118. Typicality. Fed. R. Civ. P. 23(a)(3). Plaintiffs’ claims are typical of the claims of
each putative class member. In addition, Plaintiffs are entitled to relief under the same causes of
action as the other members of the putative class. All are based on the same facts and legal theories.
119. Adequacy of Representation. Fed. R. Civ. P. 23(a)(4). Plaintiffs are adequate
representatives of the putative class because their interests coincide with, and are not antagonistic
to, the interests of the members of the class they seek to represent; they have retained counsel
competent and experienced in such litigation; and they have and intend to continue to prosecute
the action vigorously. Plaintiffs and their counsel will fairly and adequately protect the interests of
the members of the class. Neither Plaintiffs nor their counsel have any interests which might cause
them not to vigorously pursue this action.

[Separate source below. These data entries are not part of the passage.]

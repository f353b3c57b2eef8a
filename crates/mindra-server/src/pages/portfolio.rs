// Copyright (c) 2025 Geoffrey Huntley <ghuntley@ghuntley.com>. All rights reserved.
// SPDX-License-Identifier: Proprietary

//! Portfolio page: display panel plus carousel strip.
//!
//! The page is rendered from a carousel simulated at a reference viewport. A
//! selected item is snapped to the centre before projecting, so the strip the
//! visitor sees matches what the live widget would show after the click.

use mindra_common_i18n::LocaleContext;
use mindra_portfolio::{portfolio, Carousel, Layout, Player, PortfolioItem, RenderedItem};

use super::{business::business_nav, escape, href, layout};

/// Viewport width the server-side projection is computed for.
pub const REFERENCE_VIEWPORT: f64 = 1280.0;

/// Simulate the carousel and return it settled on `selected` (or on its
/// initial position when nothing is selected).
pub fn settle_carousel(selected: Option<usize>) -> Carousel {
	let items = portfolio();
	let mut carousel = Carousel::default();
	carousel.measure(Layout::for_items(
		REFERENCE_VIEWPORT,
		items.iter().map(|item| item.kind),
	));

	let frame = carousel.config().frame;
	carousel.tick(frame);
	if let Some(index) = selected {
		carousel.select_original(index);
		let snap = carousel.config().snap_duration;
		carousel.tick(snap);
	}
	carousel
}

pub fn render_portfolio(ctx: &LocaleContext, media_base: &str, selected: Option<usize>) -> String {
	let items = portfolio();
	let carousel = settle_carousel(selected);

	let mut player = Player::new();
	let active = carousel
		.active_index()
		.and_then(|index| items.get(index))
		.or_else(|| items.first());
	if let Some(item) = active {
		player.mirror(item);
	}

	let panel = active
		.map(|item| render_panel(ctx, media_base, item, &player))
		.unwrap_or_default();

	let strip: String = carousel
		.project()
		.iter()
		.filter(|rendered| rendered.is_visible(REFERENCE_VIEWPORT))
		.filter_map(|rendered| {
			items
				.get(rendered.original_index)
				.map(|item| render_strip_item(ctx, media_base, item, rendered))
		})
		.collect();

	let body = format!(
		r#"{nav}
<main class="portfolio">
{panel}
    <div class="carousel" data-offset="{offset:.2}" data-loop-width="{loop_width:.2}">
{strip}    </div>
</main>"#,
		nav = business_nav(ctx, "/business/portfolio"),
		offset = carousel.offset(),
		loop_width = carousel.loop_width(),
	);

	layout(ctx, ctx.translations().business.nav.portfolio, "", &body)
}

fn render_panel(ctx: &LocaleContext, media_base: &str, item: &PortfolioItem, player: &Player) -> String {
	let labels = &ctx.translations().business.portfolio;
	let media_url = escape(&item.resolve(media_base).media_url);

	let media = if item.is_video() {
		let play = if player.is_playing() {
			labels.pause
		} else {
			labels.play
		};
		let mute = if player.is_muted() {
			labels.unmute
		} else {
			labels.mute
		};
		format!(
			r#"<video src="{media_url}"{muted} playsinline preload="metadata"></video>
        <div class="player-controls">
            <button type="button" data-action="play">{play}</button>
            <div class="progress" role="progressbar" aria-valuemin="0" aria-valuemax="100" aria-valuenow="{progress:.0}"></div>
            <button type="button" data-action="mute">{mute}</button>
            <button type="button" data-action="fullscreen">{fullscreen}</button>
        </div>"#,
			muted = if player.is_muted() { " muted" } else { "" },
			play = escape(play),
			progress = player.progress_percent(),
			mute = escape(mute),
			fullscreen = escape(labels.fullscreen),
		)
	} else {
		format!(r#"<img src="{media_url}" alt="{}">"#, escape(item.title))
	};

	let duration = item
		.duration
		.map(|d| format!(r#"<span class="duration">{}</span>"#, escape(d)))
		.unwrap_or_default();

	format!(
		r#"    <section class="display-panel" data-item="{id}">
        {media}
        <div class="caption">
            <span class="client">{client}</span>
            <h2>{title}</h2>
            {duration}
            <a href="{link}">{view}</a>
        </div>
    </section>"#,
		id = escape(item.id),
		client = escape(item.client),
		title = escape(item.title),
		link = escape(item.link),
		view = escape(labels.view_project),
	)
}

fn render_strip_item(
	ctx: &LocaleContext,
	media_base: &str,
	item: &PortfolioItem,
	rendered: &RenderedItem,
) -> String {
	let link = escape(&format!(
		"{}&item={}",
		href(ctx, "/business/portfolio"),
		rendered.original_index
	));
	let thumb = if item.is_video() {
		format!(
			r#"<video src="{}" muted playsinline preload="metadata"></video>"#,
			escape(&item.resolve(media_base).media_url)
		)
	} else {
		format!(
			r#"<img src="{}" alt="{}">"#,
			escape(&item.resolve(media_base).media_url),
			escape(item.title)
		)
	};
	let active = if rendered.active {
		r#" aria-current="true""#
	} else {
		""
	};

	format!(
		"        <a class=\"carousel-item\" href=\"{link}\" style=\"left:{left:.2}px;width:{width:.2}px\" data-progress=\"{progress:.3}\"{active}>{thumb}</a>\n",
		left = rendered.left,
		width = rendered.width,
		progress = rendered.progress,
	)
}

120. Injunctive Relief Appropriate for the Class. Fed. R. Civ. P. 23(b)(2). Class
certification is appropriate because Defendants acted on grounds generally applicable to the class,
making appropriate injunctive relief with respect to Plaintiffs and the class members. Plaintiff and
the putative class seek an injunction ordering Defendants to divest themselves of any interest in
the enterprise, including the receipt of any proceeds arising from the unlawful collection of debt;
and prohibiting Defendants from continuing to engage in the enterprise or selling the outstanding
balances on the loans to any third parties.
121. As alleged above, Defendants violated § 1962(b) of RICO by acquiring and
maintaining interests in and control of the enterprise involved in the unlawful collection of debt.
122. Defendants interest in the enterprise included the 4% in the net revenue they were
entitled to receive on the loans and the control they exerted over the lending enterprise.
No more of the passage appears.